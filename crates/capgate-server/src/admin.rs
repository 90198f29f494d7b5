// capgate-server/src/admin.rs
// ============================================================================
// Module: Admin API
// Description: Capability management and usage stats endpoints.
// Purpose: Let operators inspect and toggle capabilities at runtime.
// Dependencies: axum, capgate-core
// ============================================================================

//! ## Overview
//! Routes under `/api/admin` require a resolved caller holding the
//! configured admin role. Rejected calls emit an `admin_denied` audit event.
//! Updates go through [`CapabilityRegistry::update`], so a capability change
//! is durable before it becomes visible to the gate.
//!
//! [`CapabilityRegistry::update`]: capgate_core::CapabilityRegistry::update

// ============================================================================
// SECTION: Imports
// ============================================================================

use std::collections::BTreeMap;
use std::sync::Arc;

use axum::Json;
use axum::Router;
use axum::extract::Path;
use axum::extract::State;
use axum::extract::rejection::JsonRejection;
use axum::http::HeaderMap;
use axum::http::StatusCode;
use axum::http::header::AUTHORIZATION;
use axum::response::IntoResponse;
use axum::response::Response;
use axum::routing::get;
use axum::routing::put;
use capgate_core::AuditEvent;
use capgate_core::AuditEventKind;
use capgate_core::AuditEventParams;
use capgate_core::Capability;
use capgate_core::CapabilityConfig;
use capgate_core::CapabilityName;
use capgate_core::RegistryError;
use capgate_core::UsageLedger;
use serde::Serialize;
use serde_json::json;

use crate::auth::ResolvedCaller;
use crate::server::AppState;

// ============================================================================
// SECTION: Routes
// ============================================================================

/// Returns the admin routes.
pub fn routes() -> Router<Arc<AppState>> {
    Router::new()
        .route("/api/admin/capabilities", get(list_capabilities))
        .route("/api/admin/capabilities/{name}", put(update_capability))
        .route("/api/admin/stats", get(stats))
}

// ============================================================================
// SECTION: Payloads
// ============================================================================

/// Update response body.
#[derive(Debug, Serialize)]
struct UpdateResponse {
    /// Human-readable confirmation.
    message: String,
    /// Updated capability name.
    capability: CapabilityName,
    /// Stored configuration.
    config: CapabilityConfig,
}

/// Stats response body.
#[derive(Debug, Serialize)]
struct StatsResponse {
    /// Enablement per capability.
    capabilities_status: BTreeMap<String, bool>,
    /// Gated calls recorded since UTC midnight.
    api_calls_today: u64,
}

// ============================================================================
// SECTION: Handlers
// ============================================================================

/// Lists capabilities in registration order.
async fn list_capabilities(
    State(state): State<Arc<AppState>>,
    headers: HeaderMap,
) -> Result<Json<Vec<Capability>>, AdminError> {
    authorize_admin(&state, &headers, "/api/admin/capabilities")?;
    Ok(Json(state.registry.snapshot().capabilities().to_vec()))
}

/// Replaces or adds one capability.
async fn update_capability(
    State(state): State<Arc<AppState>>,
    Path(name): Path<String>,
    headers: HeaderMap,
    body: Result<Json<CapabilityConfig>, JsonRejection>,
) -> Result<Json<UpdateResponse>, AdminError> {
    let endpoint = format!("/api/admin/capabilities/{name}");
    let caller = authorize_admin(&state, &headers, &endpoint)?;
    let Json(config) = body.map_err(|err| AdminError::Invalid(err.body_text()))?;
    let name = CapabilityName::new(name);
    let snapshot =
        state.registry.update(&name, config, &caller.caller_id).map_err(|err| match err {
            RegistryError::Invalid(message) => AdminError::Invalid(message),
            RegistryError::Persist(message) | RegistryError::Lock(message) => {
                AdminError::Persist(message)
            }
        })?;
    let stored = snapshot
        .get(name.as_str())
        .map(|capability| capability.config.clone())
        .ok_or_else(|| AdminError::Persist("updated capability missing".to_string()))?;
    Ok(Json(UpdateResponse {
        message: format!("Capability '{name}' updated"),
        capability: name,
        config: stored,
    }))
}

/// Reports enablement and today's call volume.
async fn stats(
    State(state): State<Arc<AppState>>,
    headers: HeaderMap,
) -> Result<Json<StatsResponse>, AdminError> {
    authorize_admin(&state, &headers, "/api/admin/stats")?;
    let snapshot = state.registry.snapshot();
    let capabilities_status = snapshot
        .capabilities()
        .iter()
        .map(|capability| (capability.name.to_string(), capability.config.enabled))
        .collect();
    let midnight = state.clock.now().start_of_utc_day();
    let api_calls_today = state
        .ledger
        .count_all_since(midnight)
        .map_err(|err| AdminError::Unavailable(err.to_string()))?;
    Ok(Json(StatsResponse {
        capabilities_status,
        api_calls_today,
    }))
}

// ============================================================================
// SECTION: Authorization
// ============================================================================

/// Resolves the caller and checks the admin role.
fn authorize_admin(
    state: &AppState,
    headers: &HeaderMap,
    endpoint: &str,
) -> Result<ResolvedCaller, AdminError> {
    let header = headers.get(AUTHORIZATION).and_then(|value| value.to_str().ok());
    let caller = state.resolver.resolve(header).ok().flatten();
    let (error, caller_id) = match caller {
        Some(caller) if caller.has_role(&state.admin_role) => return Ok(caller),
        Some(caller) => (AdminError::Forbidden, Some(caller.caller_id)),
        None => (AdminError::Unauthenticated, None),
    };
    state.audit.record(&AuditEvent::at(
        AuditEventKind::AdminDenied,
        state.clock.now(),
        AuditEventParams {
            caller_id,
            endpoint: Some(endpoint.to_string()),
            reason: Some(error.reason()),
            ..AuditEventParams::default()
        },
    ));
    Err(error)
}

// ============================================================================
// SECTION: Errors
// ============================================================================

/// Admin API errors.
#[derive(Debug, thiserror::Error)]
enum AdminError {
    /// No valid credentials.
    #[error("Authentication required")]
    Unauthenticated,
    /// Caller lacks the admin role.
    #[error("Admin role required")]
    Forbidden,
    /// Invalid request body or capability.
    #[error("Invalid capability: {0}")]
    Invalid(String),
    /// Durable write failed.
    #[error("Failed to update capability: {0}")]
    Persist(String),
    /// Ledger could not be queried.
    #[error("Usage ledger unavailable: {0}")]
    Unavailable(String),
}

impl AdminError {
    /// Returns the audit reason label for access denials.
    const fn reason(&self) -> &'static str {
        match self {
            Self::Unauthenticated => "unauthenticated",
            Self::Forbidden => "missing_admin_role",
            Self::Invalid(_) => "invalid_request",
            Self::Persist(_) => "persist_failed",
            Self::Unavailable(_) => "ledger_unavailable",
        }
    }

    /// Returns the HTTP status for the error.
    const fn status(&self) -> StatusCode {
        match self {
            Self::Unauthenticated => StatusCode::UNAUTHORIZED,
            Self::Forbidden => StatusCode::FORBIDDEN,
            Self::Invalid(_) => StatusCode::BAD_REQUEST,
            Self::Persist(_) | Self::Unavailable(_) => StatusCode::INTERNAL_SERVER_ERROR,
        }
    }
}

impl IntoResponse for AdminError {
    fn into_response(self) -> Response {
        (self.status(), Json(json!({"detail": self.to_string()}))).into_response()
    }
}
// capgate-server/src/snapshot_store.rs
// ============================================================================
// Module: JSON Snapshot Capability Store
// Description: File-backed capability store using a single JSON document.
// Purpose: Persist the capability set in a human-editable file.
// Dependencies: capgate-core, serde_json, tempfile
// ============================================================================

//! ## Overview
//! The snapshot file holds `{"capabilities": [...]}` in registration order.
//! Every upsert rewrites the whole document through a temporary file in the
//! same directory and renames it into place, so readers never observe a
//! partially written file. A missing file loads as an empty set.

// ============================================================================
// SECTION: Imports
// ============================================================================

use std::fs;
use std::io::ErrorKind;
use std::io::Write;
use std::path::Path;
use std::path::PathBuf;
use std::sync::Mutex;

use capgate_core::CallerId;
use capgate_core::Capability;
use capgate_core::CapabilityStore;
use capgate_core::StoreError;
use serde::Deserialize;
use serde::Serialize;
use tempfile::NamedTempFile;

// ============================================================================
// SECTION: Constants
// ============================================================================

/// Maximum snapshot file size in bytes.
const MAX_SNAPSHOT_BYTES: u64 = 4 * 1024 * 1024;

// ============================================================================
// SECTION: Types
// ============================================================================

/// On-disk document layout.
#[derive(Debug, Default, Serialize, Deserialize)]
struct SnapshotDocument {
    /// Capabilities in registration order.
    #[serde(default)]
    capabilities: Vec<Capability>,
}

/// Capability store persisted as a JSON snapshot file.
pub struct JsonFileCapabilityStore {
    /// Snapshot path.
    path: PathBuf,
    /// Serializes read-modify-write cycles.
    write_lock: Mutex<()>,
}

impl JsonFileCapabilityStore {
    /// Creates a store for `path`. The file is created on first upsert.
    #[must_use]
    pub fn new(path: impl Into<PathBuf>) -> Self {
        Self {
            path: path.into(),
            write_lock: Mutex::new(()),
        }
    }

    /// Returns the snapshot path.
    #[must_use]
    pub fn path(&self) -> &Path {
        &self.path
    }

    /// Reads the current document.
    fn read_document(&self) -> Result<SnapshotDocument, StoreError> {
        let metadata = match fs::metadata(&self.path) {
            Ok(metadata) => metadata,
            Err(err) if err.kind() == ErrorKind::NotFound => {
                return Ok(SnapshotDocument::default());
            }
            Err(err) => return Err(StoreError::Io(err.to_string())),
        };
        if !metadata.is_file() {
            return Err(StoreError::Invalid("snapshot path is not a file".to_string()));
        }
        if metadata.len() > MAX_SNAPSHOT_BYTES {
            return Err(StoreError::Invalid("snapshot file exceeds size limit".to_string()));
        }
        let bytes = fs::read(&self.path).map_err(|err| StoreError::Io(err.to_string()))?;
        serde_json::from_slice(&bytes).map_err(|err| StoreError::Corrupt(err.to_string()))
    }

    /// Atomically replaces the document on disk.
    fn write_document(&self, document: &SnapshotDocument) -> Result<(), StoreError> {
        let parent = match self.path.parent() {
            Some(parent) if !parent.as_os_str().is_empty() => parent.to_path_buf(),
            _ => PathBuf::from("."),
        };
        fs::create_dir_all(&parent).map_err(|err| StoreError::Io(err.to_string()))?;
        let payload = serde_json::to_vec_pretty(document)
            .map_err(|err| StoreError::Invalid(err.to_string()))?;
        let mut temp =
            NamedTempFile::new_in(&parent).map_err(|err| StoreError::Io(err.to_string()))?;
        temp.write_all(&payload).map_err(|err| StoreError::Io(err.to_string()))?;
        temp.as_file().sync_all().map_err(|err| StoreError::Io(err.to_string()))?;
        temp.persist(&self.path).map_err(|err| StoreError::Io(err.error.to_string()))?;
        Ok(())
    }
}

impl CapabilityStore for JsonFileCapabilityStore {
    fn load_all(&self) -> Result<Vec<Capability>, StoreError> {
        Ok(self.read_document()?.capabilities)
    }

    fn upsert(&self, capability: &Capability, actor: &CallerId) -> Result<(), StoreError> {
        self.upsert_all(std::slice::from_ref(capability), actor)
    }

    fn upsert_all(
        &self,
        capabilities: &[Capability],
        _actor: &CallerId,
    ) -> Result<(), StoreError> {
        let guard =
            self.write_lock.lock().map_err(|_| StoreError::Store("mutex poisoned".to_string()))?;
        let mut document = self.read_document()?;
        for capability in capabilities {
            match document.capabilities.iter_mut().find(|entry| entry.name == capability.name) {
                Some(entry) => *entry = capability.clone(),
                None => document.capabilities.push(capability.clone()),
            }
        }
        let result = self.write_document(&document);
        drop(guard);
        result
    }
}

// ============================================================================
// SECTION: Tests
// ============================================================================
□ □ □ □
* [Work order]:
Of the records above, copy each line that includes "SnapshotDocument".

* [Solution to this task]:
struct SnapshotDocument {
    fn read_document(&self) -> Result<SnapshotDocument, StoreError> {
                return Ok(SnapshotDocument::default());
    fn write_document(&self, document: &SnapshotDocument) -> Result<(), StoreError> {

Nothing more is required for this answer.